Затопленные в памяти воспоминания, словно драгоценности с затонувшего корабля, взметнулись с глубин, и разрозненные осколки сложились в цельную картину.
Киндзё был точно уверен в своих следующих словах.
– Ты знаешь, как я отношусь к тебе.
«Неужели, это правда? – подумал Хиёри. – Неужели, я знаю? Неужели… допускаю, что он…»
Киндзё поёжился от холода, попытался ещё глубже погрузить руки в карманы. Он тоже смущён и раздосадован проигрышем, поэтому не станет настаивать на ответе, не сейчас. Но, быть может, он вовсе не нуждался в нём, быть может, он давно уже всё решил. И сейчас – не время, не место – им уже поздно что-то менять, да и смысла в этом никакого нет. Но в таком случае, когда же оно наступит, их время, когда они окажутся в их месте?
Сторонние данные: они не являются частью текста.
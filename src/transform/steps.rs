//! Shared step and substep builder.
//!
//! Converts a DITA list into a steps container: the leading paragraph-like
//! content of each item becomes the step command, nested lists become
//! substep groups, and every other contiguous run of content becomes one
//! info block. Source order is preserved exactly, so info blocks and
//! substep groups interleave the way they did in the item.

use crate::dom::{Element, Node};

/// Block-level element names. Anything else found at the start of a list
/// item is treated as inline command content.
const BLOCK_NAMES: &[&str] = &[
    "p",
    "ol",
    "ul",
    "sl",
    "dl",
    "lq",
    "pre",
    "lines",
    "note",
    "fig",
    "image",
    "object",
    "table",
    "simpletable",
    "codeblock",
    "screen",
    "msgblock",
    "example",
    "div",
];

fn is_list(element: &Element) -> bool {
    element.name == "ol" || element.name == "ul"
}

fn is_block(element: &Element) -> bool {
    BLOCK_NAMES.contains(&element.name.as_str())
}

/// Nesting level of the item being converted. Substeps are one level deep:
/// lists nested inside a substep are not converted again and fall into the
/// substep's info content verbatim.
#[derive(Clone, Copy, PartialEq, Eq)]
enum Level {
    Step,
    Substep,
}

/// Convert a list into a steps container with the given name (`steps`,
/// `steps-unordered`).
pub(crate) fn build_steps(list: &Element, container: &str) -> Element {
    let mut steps = Element::new(container);
    for item in list.child_elements().filter(|el| el.name == "li") {
        steps.push_element(build_step(item, Level::Step));
    }
    steps
}

fn build_step(item: &Element, level: Level) -> Element {
    let mut step = Element::new(match level {
        Level::Step => "step",
        Level::Substep => "substep",
    });

    let nodes = &item.children;
    let mut index = 0;

    while index < nodes.len() && nodes[index].is_insignificant() {
        index += 1;
    }

    // Command: a leading paragraph, or the leading run of inline content.
    // An item that opens with a non-paragraph block has no command.
    match nodes.get(index) {
        Some(Node::Element(el)) if el.name == "p" => {
            let mut cmd = Element::new("cmd");
            cmd.attributes = el.attributes.clone();
            cmd.children = el.children.clone();
            step.push_element(cmd);
            index += 1;
        }
        Some(Node::Element(el)) if is_block(el) => {}
        Some(_) => {
            let mut cmd = Element::new("cmd");
            while index < nodes.len() {
                match &nodes[index] {
                    Node::Element(el) if is_block(el) => break,
                    node => {
                        cmd.children.push(node.clone());
                        index += 1;
                    }
                }
            }
            step.push_element(cmd);
        }
        None => {}
    }

    // Remaining content, grouped by contiguous run: nested lists become
    // substep groups, everything between them becomes info blocks.
    let mut info_run: Vec<Node> = Vec::new();
    for node in &nodes[index..] {
        match node {
            Node::Element(el) if is_list(el) && level == Level::Step => {
                flush_info(&mut step, &mut info_run);
                step.push_element(build_substeps(el));
            }
            node => info_run.push(node.clone()),
        }
    }
    flush_info(&mut step, &mut info_run);

    step
}

fn build_substeps(list: &Element) -> Element {
    let mut substeps = Element::new("substeps");
    for item in list.child_elements().filter(|el| el.name == "li") {
        substeps.push_element(build_step(item, Level::Substep));
    }
    substeps
}

fn flush_info(step: &mut Element, run: &mut Vec<Node>) {
    if run.iter().any(|node| !node.is_insignificant()) {
        let mut info = Element::new("info");
        info.children = std::mem::take(run);
        step.push_element(info);
    } else {
        run.clear();
    }
}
Когда они обретут этот взаимный смысл?
«Это правда, – понял Хиёри. Он смотрел на Киндзё, в его глаза, впервые по-настоящему увидев в них своё отражение. Это было невозможно, слишком темно вокруг, тусклому рассеянному свету нет доверия, и всё-таки сомнений не было. – Я знаю».
– Поэтому я здесь.
twitter.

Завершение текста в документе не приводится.